You know this street- every city has one. It’s got wide brick sidewalks and three-story brownstones and so many vintage bicycles tied to the lamp-posts that you’re just waiting for an army of people to come out of the storefronts sniffing their own farts out of wine glasses[1] and then asking you to hold them while they hand-roll a cigarette.

            Of course, you go half a mile in any direction and you’re bound to find half a dozen taquerias and a concrete bunker that’ll repair any and all mechanical products that you’d never even think needed maintenance. Like electric razors. Or cars[2].

            But not on this street, not in this part of towne. This part of towne is so otherworldly, Microsoft Word insists that it’s spelled wrong.

            And I can humor it, but there might be a threshold. I don’t know what additions they’ve made to your olde towne, but mine now has a Native American store, right next to the frozen yogurt shop. I’ll admit, yogurt seems to be a craze for the adventurous these days, but I don’t know how extreme your yogurt would have to be to get you thinking, “you know what I need- a thirty dollar feather!”[3]

            And the truth is, these places never last. Because rent ain’t cheap in the olde towne- about nine thousand a month, I hear. Or five hundred dream catchers.  I’m no economist, but I’m guessing the demand for dream catchers isn’t quite there. But if there’s anything I’ve learned over the past couple years, it’s that we never learn. Before the Native American store, I believe it was a Penny Loafer Cordwainery[4]. Over their two year existence, they repaired exactly no penny loafers. Now, I may not be a history expert[5], but I am known as the Nostradamus of my friend circle, so here’s what that storefront’s future holds once the Native American store doesn’t sell enough incense to stay in business:

v  Incense World: I’m serious. This will happen.

v  Re-Flax: A store dedicated to the relaxing properties of all comestibles made of flax seed. And by relaxing property, I mean these seeds make you shit your brains out.

v  Get Fixed: So you really want a fixed-gear bike, but you’d also like a vasectomy. Guess what- we offer both!

v  Uni-Tards: Fixed-gear bicycles were sooo three months ago. Everyone in this towne knows that unicycles are the way to go! Don’t worry, we still provide vasectomies.

v  In Her Shoes: A feminist shoe store. If they make your butt look good, you can be sure they don’t carry them.

v  Return to Sender: This store specializes in the short-lived 41₵ stamp. We’ve got never-mailed and once-mailed stamps from the Beijing Olympics Collection, the TV Moms of the 80s Collection, the Woodland Creatures of the Tennessee Valley Collection, and of course, the misprinted Al Gore Presidency Collection.

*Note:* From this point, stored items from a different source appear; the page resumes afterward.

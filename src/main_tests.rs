// Copyright (c) 2025 Erick Bourgeois, firestoned
// SPDX-License-Identifier: MIT

//! Unit tests for `main.rs` - CLI parsing and signal handler setup

#[cfg(test)]
mod tests {
    use clap::{CommandFactory, Parser};

    use crate::Cli;

    // ========================================================================
    // CLI Parsing Tests
    // ========================================================================

    #[test]
    fn test_cli_declaration_is_consistent() {
        Cli::command().debug_assert();
    }

    #[test]
    fn test_cli_defaults() {
        let cli = Cli::try_parse_from(["meshdns"]).expect("bare invocation parses");

        assert_eq!(cli.mesh_namespace, "traefik-mesh");
        assert_eq!(cli.dns_service, "traefik-mesh-dns");
        assert_eq!(cli.dns_port, 53);
        assert!(!cli.no_restore, "Restore must be on by default");
    }

    #[test]
    fn test_cli_overrides() {
        let cli = Cli::try_parse_from([
            "meshdns",
            "--mesh-namespace",
            "mesh-system",
            "--dns-service",
            "mesh-dns",
            "--dns-port",
            "1053",
            "--no-restore",
        ])
        .expect("explicit flags parse");

        assert_eq!(cli.mesh_namespace, "mesh-system");
        assert_eq!(cli.dns_service, "mesh-dns");
        assert_eq!(cli.dns_port, 1053);
        assert!(cli.no_restore);
    }

    #[test]
    fn test_cli_rejects_non_numeric_port() {
        let result = Cli::try_parse_from(["meshdns", "--dns-port", "banana"]);
        assert!(result.is_err(), "Expected a parse error for the port");
    }

    // ========================================================================
    // Signal Handling Tests
    // ========================================================================

    /// The shutdown path hinges on registering both handlers; actual
    /// signal delivery is covered manually.
    #[tokio::test]
    async fn test_signal_handler_creation() {
        use tokio::signal::unix::{signal, SignalKind};

        assert!(
            signal(SignalKind::interrupt()).is_ok(),
            "Should be able to create a SIGINT handler"
        );
        assert!(
            signal(SignalKind::terminate()).is_ok(),
            "Should be able to create a SIGTERM handler"
        );
    }
}
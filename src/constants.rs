// Copyright (c) 2025 Erick Bourgeois, firestoned
// SPDX-License-Identifier: MIT

//! Global constants for the meshdns controller.
//!
//! This module contains all numeric and string constants used throughout the codebase.
//! Constants are organized by category for easy maintenance.

// ============================================================================
// Mesh Domain Constants
// ============================================================================

/// DNS suffix the mesh resolves internally; lookups for it are forwarded
/// to the mesh DNS service
pub const MESH_DOMAIN: &str = "traefik.mesh";

/// Begin marker delimiting the mesh-owned section of a Corefile
pub const MESH_BLOCK_HEADER: &str = "#### Begin Traefik Mesh Block";

/// End marker delimiting the mesh-owned section of a Corefile
pub const MESH_BLOCK_TRAILER: &str = "#### End Traefik Mesh Block";

/// Pod-template annotation whose value changes to roll the DNS deployment
pub const RESTART_ANNOTATION: &str = "traefik-mesh-hash";

// ============================================================================
// Cluster Resource Constants
// ============================================================================

/// Namespace holding the cluster DNS provider resources
pub const SYSTEM_NAMESPACE: &str = "kube-system";

/// Name of the CoreDNS deployment and its Corefile `ConfigMap`
pub const COREDNS_NAME: &str = "coredns";

/// Name of the optional CoreDNS custom-config `ConfigMap`
pub const COREDNS_CUSTOM_NAME: &str = "coredns-custom";

/// Name of the KubeDNS deployment and its `ConfigMap`
pub const KUBEDNS_NAME: &str = "kube-dns";

/// Data key holding the Corefile text in the `coredns` `ConfigMap`
pub const COREFILE_KEY: &str = "Corefile";

/// Data key holding the stub-domains JSON in the `kube-dns` `ConfigMap`
pub const STUB_DOMAINS_KEY: &str = "stubDomains";

// ============================================================================
// DNS Protocol Constants
// ============================================================================

/// Standard DNS port; the mesh server block listens on it
pub const DNS_PORT: u16 = 53;

// ============================================================================
// Controller Default Constants
// ============================================================================

/// Default namespace of the mesh control plane
pub const DEFAULT_MESH_NAMESPACE: &str = "traefik-mesh";

/// Default name of the mesh DNS `Service`
pub const DEFAULT_MESH_DNS_SERVICE: &str = "traefik-mesh-dns";

// ============================================================================
// Runtime Constants
// ============================================================================

/// Number of worker threads for Tokio runtime
pub const TOKIO_WORKER_THREADS: usize = 4;
// Copyright (c) 2025 Erick Bourgeois, firestoned
// SPDX-License-Identifier: MIT

//! Pure text transforms for the mesh-owned section of a Corefile.
//!
//! The mesh owns exactly one server block per Corefile, delimited by
//! marker comments so it can be found and removed without parsing a
//! format this controller does not control:
//!
//! ```text
//!
//! #### Begin Traefik Mesh Block
//! traefik.mesh:53 {
//!     errors
//!     cache 30
//!     forward . 10.10.10.10:53
//! }
//! #### End Traefik Mesh Block
//! ```
//!
//! [`patch`] appends that fragment (one blank line, markers, block,
//! trailing newline) and [`restore`] removes it byte-exactly, so a
//! patch/restore cycle returns the original text unchanged no matter how
//! often it runs. Everything here is synchronous string manipulation; all
//! cluster I/O lives in the configurators.

use crate::constants::{DNS_PORT, MESH_BLOCK_HEADER, MESH_BLOCK_TRAILER};
use crate::version::Directive;

/// Renders the bare mesh server block, without markers.
///
/// This is the form a cluster operator may also hand-maintain in a
/// custom-config entry, which is why comparisons go through
/// [`fragments_match`] rather than string equality.
#[must_use]
pub fn mesh_block(mesh_domain: &str, dns_address: &str, directive: Directive) -> String {
    format!(
        "{mesh_domain}:{DNS_PORT} {{\n    errors\n    cache 30\n    {directive} . {dns_address}\n}}"
    )
}

/// Renders the marker-wrapped mesh fragment.
///
/// The leading newline supplies the blank line separating the fragment
/// from whatever precedes it; the result is both what [`patch`] appends
/// inline and what the custom-config entry stores verbatim.
#[must_use]
pub fn mesh_fragment(mesh_domain: &str, dns_address: &str, directive: Directive) -> String {
    format!(
        "\n{MESH_BLOCK_HEADER}\n{}\n{MESH_BLOCK_TRAILER}\n",
        mesh_block(mesh_domain, dns_address, directive)
    )
}

/// Returns true iff the begin marker is present verbatim in the text.
#[must_use]
pub fn is_patched(corefile: &str) -> bool {
    corefile.contains(MESH_BLOCK_HEADER)
}

/// Appends the mesh fragment to a Corefile.
///
/// # Arguments
///
/// * `corefile` - current Corefile text
/// * `mesh_domain` - DNS suffix the mesh resolves (`traefik.mesh`)
/// * `dns_address` - `host:port` of the mesh DNS service
/// * `directive` - forwarding directive the running CoreDNS understands
///
/// # Returns
///
/// The patched text, or the input unchanged when the begin marker is
/// already present.
#[must_use]
pub fn patch(corefile: &str, mesh_domain: &str, dns_address: &str, directive: Directive) -> String {
    if is_patched(corefile) {
        return corefile.to_string();
    }

    format!(
        "{corefile}{}",
        mesh_fragment(mesh_domain, dns_address, directive)
    )
}

/// Removes the marker-delimited mesh fragment from a Corefile.
///
/// The span from the begin marker through the end marker's newline is
/// dropped, along with the one blank line [`patch`] inserted before it,
/// restoring the pre-patch text byte-exactly. Text with no complete
/// marker pair is returned unchanged.
#[must_use]
pub fn restore(corefile: &str) -> String {
    let Some(header_idx) = corefile.find(MESH_BLOCK_HEADER) else {
        return corefile.to_string();
    };
    let Some(trailer_rel) = corefile[header_idx..].find(MESH_BLOCK_TRAILER) else {
        return corefile.to_string();
    };

    let mut span_start = header_idx;
    if corefile[..header_idx].ends_with("\n\n") {
        span_start -= 1;
    }

    let mut span_end = header_idx + trailer_rel + MESH_BLOCK_TRAILER.len();
    if corefile[span_end..].starts_with('\n') {
        span_end += 1;
    }

    format!("{}{}", &corefile[..span_start], &corefile[span_end..])
}

/// Compares two Corefile fragments, ignoring marker comments and blank
/// lines.
///
/// A custom-config entry counts as already patched whether it stores the
/// marker-wrapped fragment or just the bare server block, as long as the
/// effective directives are line-identical.
#[must_use]
pub fn fragments_match(left: &str, right: &str) -> bool {
    significant_lines(left).eq(significant_lines(right))
}

/// Lines of a fragment that carry configuration, in order: comment lines
/// and blank lines are skipped, trailing whitespace is ignored.
fn significant_lines(fragment: &str) -> impl Iterator<Item = &str> {
    fragment
        .lines()
        .map(str::trim_end)
        .filter(|line| !line.is_empty() && !line.trim_start().starts_with('#'))
}

#[cfg(test)]
#[path = "corefile_tests.rs"]
mod corefile_tests;
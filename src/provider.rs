// Copyright (c) 2025 Erick Bourgeois, firestoned
// SPDX-License-Identifier: MIT

//! Cluster DNS provider detection.
//!
//! The controller supports two providers and must pick one before doing
//! anything else: CoreDNS (checked first, including a version gate on its
//! image tag) and the legacy KubeDNS. Detection inspects deployments in
//! the system namespace and has no side effects; the resulting
//! [`Provider`] value drives which configurator the controller runs at
//! startup and again at shutdown.

use std::fmt;

use k8s_openapi::api::apps::v1::Deployment;
use kube::{Api, Client};
use tracing::{info, warn};

use crate::constants::{COREDNS_NAME, KUBEDNS_NAME, SYSTEM_NAMESPACE};
use crate::errors::DnsError;
use crate::version::{coredns_version, directive_for};
use crate::{coredns, kubedns};

/// DNS provider the cluster runs.
#[derive(Debug, Clone, Copy, PartialEq, Eq)]
pub enum Provider {
    /// CoreDNS, at a release within the supported version range
    CoreDns,
    /// Legacy kube-dns
    KubeDns,
    /// No supported provider identified; configure/restore are no-ops
    UnknownDns,
}

impl Provider {
    /// Installs the mesh forwarding configuration on this provider.
    ///
    /// # Errors
    ///
    /// Propagates the chosen configurator's error; see
    /// [`coredns::configure`] and [`kubedns::configure`].
    pub async fn configure(
        self,
        client: &Client,
        mesh_namespace: &str,
        mesh_service: &str,
        dns_port: u16,
    ) -> Result<(), DnsError> {
        match self {
            Self::CoreDns => {
                coredns::configure(client, mesh_namespace, mesh_service, dns_port).await
            }
            Self::KubeDns => {
                kubedns::configure(client, mesh_namespace, mesh_service, dns_port).await
            }
            Self::UnknownDns => {
                warn!("No DNS provider detected, nothing to configure");
                Ok(())
            }
        }
    }

    /// Removes the mesh forwarding configuration from this provider.
    ///
    /// # Errors
    ///
    /// Propagates the chosen configurator's error; see
    /// [`coredns::restore`] and [`kubedns::restore`].
    pub async fn restore(self, client: &Client) -> Result<(), DnsError> {
        match self {
            Self::CoreDns => coredns::restore(client).await,
            Self::KubeDns => kubedns::restore(client).await,
            Self::UnknownDns => {
                warn!("No DNS provider detected, nothing to restore");
                Ok(())
            }
        }
    }
}

impl fmt::Display for Provider {
    fn fmt(&self, f: &mut fmt::Formatter<'_>) -> fmt::Result {
        let name = match self {
            Self::CoreDns => "CoreDNS",
            Self::KubeDns => "KubeDNS",
            Self::UnknownDns => "UnknownDNS",
        };
        f.write_str(name)
    }
}

/// Detects which DNS provider the cluster runs.
///
/// Looks for a CoreDNS deployment first; when present, its image version
/// must parse and fall inside the supported range for detection to
/// succeed. Without CoreDNS, a kube-dns deployment selects
/// [`Provider::KubeDns`]. Detection never modifies the cluster.
///
/// # Errors
///
/// Returns [`DnsError::UnsupportedVersion`] when a CoreDNS deployment
/// exists but cannot be patched, [`DnsError::NoKnownProvider`] when
/// neither deployment exists, and [`DnsError::Api`] when a lookup fails.
pub async fn detect(client: &Client) -> Result<Provider, DnsError> {
    let deployment_api: Api<Deployment> = Api::namespaced(client.clone(), SYSTEM_NAMESPACE);

    if let Some(deployment) = deployment_api.get_opt(COREDNS_NAME).await? {
        let version = coredns_version(&deployment)?;
        let directive = directive_for(&version)?;
        info!("Detected CoreDNS {} (directive '{}')", version, directive);
        return Ok(Provider::CoreDns);
    }

    if deployment_api.get_opt(KUBEDNS_NAME).await?.is_some() {
        info!("Detected KubeDNS");
        return Ok(Provider::KubeDns);
    }

    Err(DnsError::NoKnownProvider {
        namespace: SYSTEM_NAMESPACE.to_string(),
    })
}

v  Olde Towne Rugs: A rug store.

v  Rug Munchers: A feminist rug store.

v  Chipotle Mexican Grill: “No! We want the Incense store!” you cry, helplessly. “Oh well, I guess I’ll take the fajita burrito”.

 

If my Futurist knowledge is worth anything, this should about constitute the lineup for this towne’s storefronts. That is, until next December 21, when we’ll go extinct. That’s when the Martians will come in and build a Super Target.

 

 

 

 

           

 



[1] I know that’s stolen from South Park, but what jokes are left?

[2] “Daddy, what’s the blinking light mean?”

[3] My friend said that, but I forget which one. So whatever.

[4] That’s Olde for “loafer-fixer”.

[5] If it wasn’t a loafer-fixer, it was a Jamba Juice- I can’t remember.